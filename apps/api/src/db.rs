use anyhow::{Context, Result};
use sqlx::postgres::PgPoolOptions;
use sqlx::PgPool;
use tracing::info;

/// Creates and returns a PostgreSQL connection pool.
pub async fn create_pool(database_url: &str) -> Result<PgPool> {
    info!("Connecting to PostgreSQL...");

    let pool = PgPoolOptions::new()
        .max_connections(10)
        .connect(database_url)
        .await?;

    info!("PostgreSQL connection pool established");
    Ok(pool)
}

/// Table shapes. Every statement is idempotent so this runs on each start.
const SCHEMA: &[&str] = &[
    r#"
    CREATE TABLE IF NOT EXISTS users (
        email       TEXT PRIMARY KEY,
        name        TEXT,
        created_at  TIMESTAMPTZ NOT NULL DEFAULT NOW()
    )
    "#,
    r#"
    CREATE TABLE IF NOT EXISTS sessions (
        token       TEXT PRIMARY KEY,
        user_email  TEXT NOT NULL,
        user_name   TEXT,
        expires_at  TIMESTAMPTZ NOT NULL
    )
    "#,
    r#"
    CREATE TABLE IF NOT EXISTS engineering_branches (
        id          SERIAL PRIMARY KEY,
        code        TEXT NOT NULL UNIQUE,
        name        TEXT NOT NULL,
        description TEXT NOT NULL DEFAULT '',
        subjects    TEXT[] NOT NULL DEFAULT '{}',
        created_at  TIMESTAMPTZ NOT NULL DEFAULT NOW()
    )
    "#,
    r#"
    CREATE TABLE IF NOT EXISTS branch_subjects (
        id            SERIAL PRIMARY KEY,
        branch_code   TEXT NOT NULL,
        subject_code  TEXT NOT NULL,
        subject_name  TEXT NOT NULL,
        semester      INT NOT NULL,
        credits       INT NOT NULL,
        is_core       BOOLEAN NOT NULL DEFAULT TRUE,
        prerequisites JSONB NOT NULL DEFAULT '[]',
        syllabus      JSONB NOT NULL DEFAULT '{}',
        UNIQUE (branch_code, subject_code)
    )
    "#,
    r#"
    CREATE TABLE IF NOT EXISTS question_papers (
        id                  SERIAL PRIMARY KEY,
        paper_id            TEXT NOT NULL UNIQUE,
        branch_code         TEXT NOT NULL,
        subject_code        TEXT NOT NULL,
        university          TEXT NOT NULL,
        exam_year           INT NOT NULL,
        exam_type           TEXT NOT NULL,
        pdf_url             TEXT,
        extracted_questions JSONB NOT NULL DEFAULT '[]',
        difficulty          TEXT NOT NULL DEFAULT 'medium',
        total_marks         INT NOT NULL,
        duration_minutes    INT NOT NULL,
        uploaded_by         TEXT NOT NULL,
        download_count      INT NOT NULL DEFAULT 0,
        created_at          TIMESTAMPTZ NOT NULL DEFAULT NOW()
    )
    "#,
    r#"
    CREATE TABLE IF NOT EXISTS mock_exams (
        id               SERIAL PRIMARY KEY,
        exam_id          TEXT NOT NULL UNIQUE,
        title            TEXT NOT NULL,
        branch_code      TEXT NOT NULL,
        subject_code     TEXT NOT NULL,
        source_years     INT[] NOT NULL DEFAULT '{}',
        questions        JSONB NOT NULL DEFAULT '[]',
        total_questions  INT NOT NULL,
        total_marks      INT NOT NULL,
        duration_minutes INT NOT NULL,
        created_by       TEXT NOT NULL,
        is_public        BOOLEAN NOT NULL DEFAULT TRUE,
        created_at       TIMESTAMPTZ NOT NULL DEFAULT NOW()
    )
    "#,
    r#"
    CREATE TABLE IF NOT EXISTS courses (
        id               SERIAL PRIMARY KEY,
        cid              TEXT NOT NULL UNIQUE,
        name             TEXT NOT NULL,
        description      TEXT NOT NULL DEFAULT '',
        category         TEXT NOT NULL DEFAULT 'general',
        level            TEXT NOT NULL DEFAULT 'beginner',
        include_video    BOOLEAN NOT NULL DEFAULT FALSE,
        no_of_chapters   INT NOT NULL,
        course_layout    JSONB NOT NULL,
        course_content   JSONB NOT NULL DEFAULT '[]',
        banner_image_url TEXT,
        user_email       TEXT NOT NULL,
        created_at       TIMESTAMPTZ NOT NULL DEFAULT NOW()
    )
    "#,
    r#"
    CREATE TABLE IF NOT EXISTS enrollments (
        id                 SERIAL PRIMARY KEY,
        cid                TEXT NOT NULL REFERENCES courses (cid),
        user_email         TEXT NOT NULL,
        completed_chapters JSONB NOT NULL DEFAULT '[]',
        created_at         TIMESTAMPTZ NOT NULL DEFAULT NOW(),
        UNIQUE (cid, user_email)
    )
    "#,
    r#"
    CREATE TABLE IF NOT EXISTS user_branches (
        user_email  TEXT PRIMARY KEY,
        branch_code TEXT NOT NULL,
        semester    INT NOT NULL,
        updated_at  TIMESTAMPTZ NOT NULL DEFAULT NOW()
    )
    "#,
    r#"
    CREATE TABLE IF NOT EXISTS subject_progress (
        id               SERIAL PRIMARY KEY,
        user_email       TEXT NOT NULL,
        branch_code      TEXT NOT NULL,
        subject_code     TEXT NOT NULL,
        completed_topics TEXT[] NOT NULL DEFAULT '{}',
        total_topics     INT NOT NULL,
        updated_at       TIMESTAMPTZ NOT NULL DEFAULT NOW(),
        UNIQUE (user_email, branch_code, subject_code)
    )
    "#,
];

/// Creates any missing tables.
pub async fn ensure_schema(pool: &PgPool) -> Result<()> {
    for statement in SCHEMA {
        sqlx::query(statement)
            .execute(pool)
            .await
            .with_context(|| format!("Failed to apply schema statement: {}", statement.trim()))?;
    }
    info!("Database schema ready ({} tables)", SCHEMA.len());
    Ok(())
}

#[cfg(test)]
mod tests {
    use super::*;

    #[test]
    fn every_statement_is_idempotent() {
        for statement in SCHEMA {
            assert!(
                statement.contains("CREATE TABLE IF NOT EXISTS"),
                "non-idempotent statement: {statement}"
            );
        }
    }

    #[test]
    fn natural_keys_are_unique_constraints() {
        let joined = SCHEMA.join("\n");
        for key in [
            "code        TEXT NOT NULL UNIQUE",
            "UNIQUE (branch_code, subject_code)",
            "paper_id            TEXT NOT NULL UNIQUE",
            "exam_id          TEXT NOT NULL UNIQUE",
            "UNIQUE (cid, user_email)",
        ] {
            assert!(joined.contains(key), "missing unique key: {key}");
        }
    }
}
pub mod course;
pub mod portal;
pub mod user;
// Shared prompt fragments. Each generator keeps its own templates in
// generation/prompts.rs; this file holds the cross-cutting pieces.

/// System prompt that enforces JSON-only output.
pub const JSON_ONLY_SYSTEM: &str = "You are a precise, structured assistant for an \
    engineering-education platform. \
    You MUST respond with a single valid JSON object only. \
    Do NOT include any text outside the JSON object. \
    Do NOT use markdown code fences. \
    Do NOT include explanations or apologies.";

/// Appended to every content prompt.
pub const ACCURACY_INSTRUCTION: &str = "\
    Content must be factually accurate and appropriate for university engineering students. \
    If you are unsure about a fact, leave it out rather than guessing.";
use chrono::{DateTime, Utc};
use serde::{Deserialize, Serialize};
use sqlx::FromRow;

#[derive(Debug, Clone, Serialize, Deserialize, FromRow)]
pub struct UserRow {
    pub email: String,
    pub name: Option<String>,
    pub created_at: DateTime<Utc>,
}
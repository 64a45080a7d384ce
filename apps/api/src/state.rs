use std::sync::Arc;

use sqlx::PgPool;

use crate::auth::SessionVerifier;
use crate::config::Config;
use crate::llm_client::LlmBackend;
use crate::rate_limit::RateLimiter;

/// Shared application state injected into all route handlers via Axum extractors.
#[derive(Clone)]
pub struct AppState {
    pub db: PgPool,
    /// Generative-AI backend. `LlmClient` in production.
    pub llm: Arc<dyn LlmBackend>,
    pub sessions: Arc<dyn SessionVerifier>,
    /// Applied to every AI generation endpoint, keyed by caller email.
    pub rate_limiter: RateLimiter,
    pub config: Config,
}

#[cfg(test)]
impl AppState {
    /// State with a pool that never connects, for handlers that stay off the database.
    pub(crate) fn for_tests(
        llm: Arc<dyn LlmBackend>,
        sessions: Arc<dyn SessionVerifier>,
        max_requests: u64,
    ) -> Self {
        use std::time::Duration;

        use sqlx::postgres::PgPoolOptions;

        use crate::rate_limit::InMemoryRateLimitStore;

        let config = crate::config::test_config();
        let db = PgPoolOptions::new()
            .acquire_timeout(Duration::from_millis(200))
            .connect_lazy(&config.database_url)
            .expect("lazy pool");
        Self {
            db,
            llm,
            sessions,
            rate_limiter: RateLimiter::new(
                Arc::new(InMemoryRateLimitStore::new(config.rate_limit_sweep_threshold)),
                Duration::from_secs(config.rate_limit_window_secs),
                max_requests,
            ),
            config,
        }
    }
}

=-=-=

- _EXERCISE_
State how many lines in the material include the string "EXISTS". Nothing other than the number is wanted.

- _ANSWER FOR THE TASK_
11